Posted on: Thursday, 18 August 2005, 21:00 CDT

Aug. 19--Shares of C-Cor Inc. plunged nearly 18 percent yesterday, closing at $6.59, off $1.40, after the broadband equipment services and software company reported a fiscal fourth-quarter loss and lowered its outlook for the first quarter.

The State College-based firm said it lost $5.74 million, or 12 cents per diluted share, for the three months ended June 24, vs. net income of $4.62 million, or 10 cents per diluted share, a year ago. Sales rose 7 percent to $68.5 million from $64.2 million last year.

Excluding one-time charges totaling $2 million, or 4 cents a share, C-Cor lost 8 cents per share in the quarter, roughly in line with analysts' estimates.
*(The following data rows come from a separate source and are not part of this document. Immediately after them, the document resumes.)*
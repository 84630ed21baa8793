//! Signed export of the audit log.
//!
//! The export file is a single JSON object written as a stream while the
//! chain is validated:
//!
//! ```json
//! { "logs": [ {record}, ... ], "configs": [ {config}, ... ] }
//! ```
//!
//! Records are written verbatim in the order the validator visits them.
//! Configs carry only their public details. A detached base64 signature
//! over the finished file is written next to it as `<file>.sig`.
//!
//! With `delete_after_export`, each node's records strictly below its last
//! exported signed record are deleted. The signed record stays behind as
//! the anchor the next signature chains from.

use std::collections::BTreeMap;
use std::ffi::OsString;
use std::fs::{self, File};
use std::io::{BufWriter, Write};
use std::path::{Path, PathBuf};
use std::sync::Arc;

use chrono::{DateTime, SecondsFormat, Utc};
use serde::Serialize;
use tracing::{debug, info, warn};
use uuid::Uuid;

use tessera_audit::sign_segment;
use tessera_config::CryptoToken;
use tessera_contracts::{
    error::{TesseraError, TesseraResult},
    record::AuditRecord,
    report::{ExportSummary, IntegrityReport},
    signing::SigningConfig,
};
use tessera_core::traits::{ConfigStore, RecordFilter, RecordStore};

use crate::validator::ChainValidator;

#[derive(Serialize)]
#[serde(rename_all = "camelCase")]
struct ExportedRecord<'a> {
    id: Uuid,
    node_id: &'a str,
    sequence_number: u64,
    timestamp: String,
    event_type: &'a str,
    event_status: &'a str,
    auth_token: &'a str,
    service: &'a str,
    module: &'a str,
    additional_details: Option<&'a serde_json::Value>,
    signature: Option<&'a str>,
    config: Option<u64>,
}

impl<'a> From<&'a AuditRecord> for ExportedRecord<'a> {
    fn from(record: &'a AuditRecord) -> Self {
        Self {
            id: record.id,
            node_id: &record.node_id,
            sequence_number: record.sequence_number,
            timestamp: record.timestamp.to_rfc3339_opts(SecondsFormat::Micros, true),
            event_type: &record.event_type,
            event_status: record.event_status.as_str(),
            auth_token: &record.auth_token,
            service: &record.service,
            module: &record.module,
            additional_details: record.additional_details.as_ref(),
            signature: record.signature.as_deref(),
            config: record.config_id,
        }
    }
}

#[derive(Serialize)]
#[serde(rename_all = "camelCase")]
struct ExportedConfig {
    id: u64,
    timestamp: String,
    sign_mode: &'static str,
    frequency: u64,
    details: serde_json::Value,
}

impl From<&SigningConfig> for ExportedConfig {
    fn from(config: &SigningConfig) -> Self {
        Self {
            id: config.id,
            timestamp: config.activated_at.to_rfc3339_opts(SecondsFormat::Micros, true),
            sign_mode: config.mode.name(),
            frequency: config.frequency_ms,
            details: config.public_details(),
        }
    }
}

/// Streams the validated chain and the config history to a signed file.
pub struct Exporter {
    records: Arc<dyn RecordStore>,
    configs: Arc<dyn ConfigStore>,
    validator: ChainValidator,
    export_dir: PathBuf,
}

impl Exporter {
    pub fn new(
        records: Arc<dyn RecordStore>,
        configs: Arc<dyn ConfigStore>,
        batch_size: usize,
        export_dir: impl Into<PathBuf>,
    ) -> Self {
        let validator = ChainValidator::new(Arc::clone(&records), Arc::clone(&configs), batch_size);
        Self {
            records,
            configs,
            validator,
            export_dir: export_dir.into(),
        }
    }

    /// Export every record with `timestamp <= upto`, sign the file with
    /// `signer`, and optionally delete what was exported.
    ///
    /// Nothing is deleted when validation found errors.
    ///
    /// # Errors
    ///
    /// `Export` for file-system failures, `Signing` if the file cannot be
    /// signed, and any unrecoverable store error. A partially written file
    /// is removed.
    pub fn export(
        &self,
        upto: DateTime<Utc>,
        delete_after_export: bool,
        signer: &CryptoToken,
    ) -> TesseraResult<ExportSummary> {
        fs::create_dir_all(&self.export_dir).map_err(|e| TesseraError::Export {
            reason: format!("cannot create {}: {}", self.export_dir.display(), e),
        })?;

        let file_name = format!(
            "audit-export-{}-{}.json",
            upto.format("%Y%m%dT%H%M%S%.3fZ"),
            Uuid::new_v4().simple()
        );
        let path = self.export_dir.join(file_name);

        let written = self.write_file(&path, upto);
        let (report, exported_count, anchors) = match written {
            Ok(result) => result,
            Err(e) => {
                if let Err(remove_error) = fs::remove_file(&path) {
                    debug!(path = %path.display(), error = %remove_error, "no partial export to remove");
                }
                return Err(e);
            }
        };

        let signature_file = self.sign_file(&path, signer)?;

        let deleted_count = if !delete_after_export {
            0
        } else if !report.is_clean() {
            warn!(
                errors = report.errors.len(),
                "integrity errors found, exported records were not deleted"
            );
            0
        } else {
            self.delete_exported(&anchors)?
        };

        info!(
            file = %path.display(),
            exported = exported_count,
            deleted = deleted_count,
            errors = report.errors.len(),
            warnings = report.warnings.len(),
            "audit log exported"
        );

        Ok(ExportSummary {
            exported_file: path,
            signature_file,
            exported_count,
            deleted_count,
            report,
        })
    }

    /// Write the export and return the report, the record count, and the
    /// last signed sequence number seen per node.
    fn write_file(
        &self,
        path: &Path,
        upto: DateTime<Utc>,
    ) -> TesseraResult<(IntegrityReport, usize, BTreeMap<String, u64>)> {
        let file = File::create(path).map_err(|e| export_error(path, e))?;
        let mut out = BufWriter::new(file);

        out.write_all(b"{\"logs\":[").map_err(|e| export_error(path, e))?;

        let mut count = 0usize;
        let mut anchors: BTreeMap<String, u64> = BTreeMap::new();
        let report = self.validator.walk(upto, &mut |record| {
            if count > 0 {
                out.write_all(b",").map_err(|e| export_error(path, e))?;
            }
            serde_json::to_writer(&mut out, &ExportedRecord::from(record)).map_err(|e| {
                TesseraError::Export {
                    reason: format!("cannot serialize record {}: {}", record.sequence_number, e),
                }
            })?;
            if record.is_signed() {
                anchors.insert(record.node_id.clone(), record.sequence_number);
            }
            count += 1;
            Ok(())
        })?;

        out.write_all(b"],\"configs\":[").map_err(|e| export_error(path, e))?;
        for (i, config) in self.configs.list_configs()?.iter().enumerate() {
            if i > 0 {
                out.write_all(b",").map_err(|e| export_error(path, e))?;
            }
            serde_json::to_writer(&mut out, &ExportedConfig::from(config)).map_err(|e| {
                TesseraError::Export {
                    reason: format!("cannot serialize config {}: {}", config.id, e),
                }
            })?;
        }
        out.write_all(b"]}").map_err(|e| export_error(path, e))?;
        out.flush().map_err(|e| export_error(path, e))?;

        Ok((report, count, anchors))
    }

    fn sign_file(&self, path: &Path, signer: &CryptoToken) -> TesseraResult<PathBuf> {
        let contents = fs::read(path).map_err(|e| export_error(path, e))?;
        let signature = sign_segment(signer, &contents)?;

        let mut name = OsString::from(path.as_os_str());
        name.push(".sig");
        let signature_file = PathBuf::from(name);
        fs::write(&signature_file, signature).map_err(|e| export_error(&signature_file, e))?;
        Ok(signature_file)
    }

    fn delete_exported(&self, anchors: &BTreeMap<String, u64>) -> TesseraResult<usize> {
        let mut deleted = 0;
        for (node_id, anchor) in anchors {
            let removed = self
                .records
                .delete_where(&RecordFilter::for_node(node_id.clone()).below_sequence(*anchor))?;
            debug!(node_id = %node_id, anchor, removed, "exported records deleted");
            deleted += removed;
        }
        Ok(deleted)
    }
}

fn export_error(path: &Path, e: std::io::Error) -> TesseraError {
    TesseraError::Export {
        reason: format!("{}: {}", path.display(), e),
    }
}

/// Check a detached export signature written by `Exporter::export`.
pub fn verify_export(path: &Path, signature_file: &Path, token: &CryptoToken) -> TesseraResult<bool> {
    let contents = fs::read(path).map_err(|e| export_error(path, e))?;
    let signature = fs::read_to_string(signature_file).map_err(|e| export_error(signature_file, e))?;
    tessera_audit::verify_segment(token, &contents, signature.trim())
}

// ── Tests ─────────────────────────────────────────────────────────────────────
But the company lowered both its sales and earnings outlook for the current quarter, saying it expects losses in the 9 cents to 14 cents per-share range -- Wall Street had been expecting earnings of 5 cents -- and for sales to range from $65 million to $70 million, vs. an analysts' forecast in the $75 million range.

Chief Executive Officer David Woodle told analysts on a conference call yesterday that integrating the five companies C-Cor acquired in 2004 had taken longer than expected.

"We're in a major transition point for our company," he said. "We expected to have it completed by [this] summer -- with the goal of having [quarterly] revenues at $80 million by the end of [this] fiscal year. We will slip one-quarter from our original goal."

Woodle called the company's integration plan "pretty aggressive," perhaps too ambitious to be completed in a short period, given that the most recent buyout, of Beaverton, Ore.-based nCube Corp., a privately held provider of video-on-demand equipment and software, was finalized in January.

But he said the company had met with the challenge of rolling out products from the newly combined company to large cable and broadband customers, including Englewood, Colo.-based Liberty Global and Middletown, N.Y.-based Mediacom Communications Corp.

Woodle said he expected revenues in the tens of millions to be realized from these large contracts over several years.

He said C-Cor also was focused on helping customers transition from offering their services via traditional cable lines to the faster and more robust Internet.

"It's very clear to us that the marketplace and customers are accepting our strategy," Woodle said. "It's a matter of taking us where we didn't have much revenue -- and turning it into a recurring business model."

For the fiscal year, C-Cor lost $25.7 million, or 57 cents a share, vs. net income of $ 44.2 million, or $1.10 a share, the year before. Sales slipped to $237.3 million from $240.9 million .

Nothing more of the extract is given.